Memories of Eva and Anton IwanciwskiI was born in 1969 and Eva and Anton Iwanciwski both died in the 1980s (I believe). All of my memories of my Ukrainian grandparents were before I graduated from high school. It is sad that they died so early, that I was not able to build more lasting memories of them.
My grandmother Eva had my mother very late in life (I believe she was 40?) in Germany while World War 2 was nearing its end. Anton Iwanciwski loved Eva and my mother Ann and brought them with him to New Haven, CT, America for a fresh start. My mom was only 5 or so. In 1964 they moved to West Haven
I grew up in the US and while I took Ukrainian language classes, participated in Ukrainian dancing and appreciated my roots, it was still hard for me to understand all the traumas my family had gone through to get me to my "privileged" life here in the US.
Luckily, while I was growing up both my mom and dad were working full time by the time I was six. My sister and I were sent to live with our grandparents each summer in West Haven, Connecticut. Many children rarely see their grandparents, but we spent full summers with them to understand their world. So while I only had perhaps 15 or so years with my grandparents, I did get to see them often.
Eva and Anton had a one story ranch house in West Haven with a lovely garden around it. They stayed in touch with families they had known in Germany. There were the Stanishewskyjs who had a daughter, Romana Stanishewskyj. Romana then married Paul Czerepacha, who became my godfather. There were the Andrusyshens - Hnat and Josephine. This couple was a staple of our lives growing up and I always thought Hnat was very handsome. Both have since passed on.
I remember tiger lilies and lily of the valley as special plants in my grandparents' garden. They had several fruit trees, as well as gooseberry bushes which they made homemade wine from. Both were very gentle people who spoke little English. My Mom would say that when she spanked my sister Jenn and I that her father Anton would cry, upset that she would hit such little girls.
I remember their home with flowered wallpaper, plastic on the couches, a single TV in the "TV room" but not in the main living room. They always put out a full spread of food for visitors. At these events Anton drank vodka mixed with ginger ale, while my grandmother drank blackberry brandy.
They had a beautiful German coocoo clock with hanging pendulums. A wall shelving system held pretty Ukrainian eggs in it. There were framed photos of famous Ukrainian people with fabric hangings on either side of them.
Baba (what I called my grandmother) loved to cook. She would make pirogies with potato and onion fillings. She used an old tin can to cut circles out of the hand rolled dough. They were delicious with lots of sour cream. Mom says: It was potato and farmers cheese. They were dressed with warm butter that had sauteed, chopped onion.
Another favorite of mine was potato pancakes with crispy edges. She would make creations that were rolled up cabbage with meat inside, I was less fond of those. Another food item was a gruel with poppy seeds which again I was not very fond of.

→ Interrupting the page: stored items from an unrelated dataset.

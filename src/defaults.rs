//! Default values for gyt.
//!
//! This module provides centralized names and default values used across
//! commands, ensuring consistency and avoiding duplication.

use std::path::PathBuf;

/// Name of the repository directory created by `gyt init`.
pub const GYT_DIR_NAME: &str = ".gyt";

/// Staged milestones awaiting a commit.
pub const STAGING_FILENAME: &str = "staging.json";

/// Commit history, oldest first.
pub const COMMITS_FILENAME: &str = "commits.json";

/// Repository configuration.
pub const CONFIG_FILENAME: &str = "config.json";

/// Milestone message used by `gyt add --all` and `gyt add .`.
pub const DEFAULT_MILESTONE_MESSAGE: &str = "Daily progress";

/// Number of commits shown by `gyt log` when `--limit` is not given.
pub const DEFAULT_LOG_LIMIT: usize = 10;

/// Window used by `gyt stats` when `--days` is not given.
pub const DEFAULT_STATS_DAYS: u32 = 30;

/// Length of the abbreviated commit hash.
pub const COMMIT_HASH_LEN: usize = 8;

/// Returns the default repository root.
///
/// This is the current working directory, falling back to `.` if it cannot
/// be determined. It can be overridden by the `--repo` CLI flag or the
/// `GYT_DIR` environment variable.
pub fn default_repo_root() -> PathBuf {
    std::env::current_dir().unwrap_or_else(|_| PathBuf::from("."))
}
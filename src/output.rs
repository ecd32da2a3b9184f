//! # Output Configuration
//!
//! This module provides utilities for controlling CLI output appearance,
//! including color and emoji support based on terminal capabilities and
//! user preferences.
//!
//! ## Respecting User Preferences
//!
//! The module respects the following environment variables and flags:
//! - `--color=never|always|auto` - CLI flag for color control
//! - `NO_COLOR` - Disables colors when set (per https://no-color.org/)
//! - `CLICOLOR=0` - Disables colors
//! - `CLICOLOR_FORCE=1` - Forces colors even in non-TTY
//! - `TERM=dumb` - Disables colors for dumb terminals
//!
//! ## Usage
//!
//! ```rust,ignore
//! use gyt::output::{OutputConfig, emoji};
//!
//! let config = OutputConfig::from_env_and_flag("auto");
//! config.apply();
//!
//! println!("{} Committed", emoji(&config, "✅", "[OK]"));
//! ```

use std::env;

/// Output configuration for controlling colors and emojis.
#[derive(Debug, Clone)]
pub struct OutputConfig {
    /// Whether colors and emojis should be used in output.
    pub use_color: bool,
}

impl OutputConfig {
    /// Create an output configuration from environment and CLI flag.
    ///
    /// # Arguments
    /// * `color_flag` - The value of the --color CLI flag: "always", "never", or "auto"
    ///
    /// In auto mode, colors are disabled if:
    /// - `NO_COLOR` environment variable is set (any value, including empty)
    /// - `CLICOLOR=0` is set
    /// - `TERM=dumb` is set
    /// - stdout is not a TTY (unless `CLICOLOR_FORCE=1`)
    pub fn from_env_and_flag(color_flag: &str) -> Self {
        let use_color = match color_flag.to_lowercase().as_str() {
            "always" => true,
            "never" => false,
            _ => Self::detect_color_support(),
        };

        Self { use_color }
    }

    /// Detect whether color output is supported based on environment.
    fn detect_color_support() -> bool {
        // The presence of the variable (even if empty) disables colors
        if env::var_os("NO_COLOR").is_some() {
            return false;
        }

        if env::var("CLICOLOR").is_ok_and(|v| v == "0") {
            return false;
        }

        if env::var("CLICOLOR_FORCE").is_ok_and(|v| v != "0" && !v.is_empty()) {
            return true;
        }

        if env::var("TERM").is_ok_and(|v| v == "dumb") {
            return false;
        }

        console::Term::stdout().features().colors_supported()
    }

    /// Make `console::style` honor this configuration on stdout and stderr.
    pub fn apply(&self) {
        console::set_colors_enabled(self.use_color);
        console::set_colors_enabled_stderr(self.use_color);
    }

    /// Create a configuration with colors always enabled.
    #[cfg(test)]
    pub fn with_color() -> Self {
        Self { use_color: true }
    }

    /// Create a configuration with colors always disabled.
    #[cfg(test)]
    pub fn without_color() -> Self {
        Self { use_color: false }
    }
}

impl Default for OutputConfig {
    fn default() -> Self {
        Self::from_env_and_flag("auto")
    }
}

/// Returns the emoji when colors are enabled, otherwise the plain text
/// alternative.
pub fn emoji<'a>(config: &OutputConfig, emoji_str: &'a str, plain: &'a str) -> &'a str {
    if config.use_color {
        emoji_str
    } else {
        plain
    }
}
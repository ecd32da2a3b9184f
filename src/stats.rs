//! Aggregate statistics over a window of commit history.

use chrono::{DateTime, Duration, Local};

use crate::models::Commit;

/// Totals for the commits that fall inside a time window.
#[derive(Debug, Clone, PartialEq)]
pub struct Stats {
    /// Length of the window in days.
    pub days: u32,
    pub total_commits: usize,
    pub total_milestones: usize,
}

impl Stats {
    /// Aggregate commits with `timestamp >= now - days`.
    ///
    /// A window reaching past the earliest representable date has no cutoff,
    /// so every commit counts.
    pub fn compute(commits: &[Commit], days: u32, now: DateTime<Local>) -> Self {
        let cutoff = Duration::try_days(i64::from(days))
            .and_then(|window| now.checked_sub_signed(window));
        let recent: Vec<&Commit> = commits
            .iter()
            .filter(|c| cutoff.is_none_or(|cutoff| c.timestamp >= cutoff))
            .collect();

        Self {
            days,
            total_commits: recent.len(),
            total_milestones: recent.iter().map(|c| c.milestones.len()).sum(),
        }
    }

    /// Mean milestones per commit, or `None` when the window is empty.
    pub fn average_milestones(&self) -> Option<f64> {
        if self.total_commits == 0 {
            return None;
        }
        Some(self.total_milestones as f64 / self.total_commits as f64)
    }
}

Mom Says: holubchi (little doves) - stuffed cabbage - filled with ground beef and rice and baked. gruel with poppy seeds - I believe that was wheat with poppy seeds and honey -- "kutya" - a Christmas specialty, which I loved.
Eva would buy Swiss Knight cheese, which I still love. It's made in Switzerland and is a processed gruyere cheese in wedge shape. She would not buy bumblebee tuna because it had a mermaid on the can. She felt that what was shown on the can was therefore what was inside the can, and she would not eat mermaid meat.
A creation which I'm sure was not Ukrainian but we loved was vanilla ice cream with 800 pounds of chocolate sprinkles (jimmies) in it which we mushed until it was liquid.
Eva was very tolerant but did still have her traditions. Jenn (my sister) once decorated her Easter Eggs with Disney characters, and Eva refused to bring them to the Blessing of the Eggs at church because it would be inappropriate.
I adored kielbasa, usually we just had these as a side with the pirogies or potato pancakes.
I remember as an early teen that I had hard contact lenses that had to "bake" overnight in a little case. The case had to stay plugged in. Every morning when I woke up I would find the case unplugged. Finally Mom had to talk with Baba to explain to her that the case had to stay plugged in overnight in order to do its job.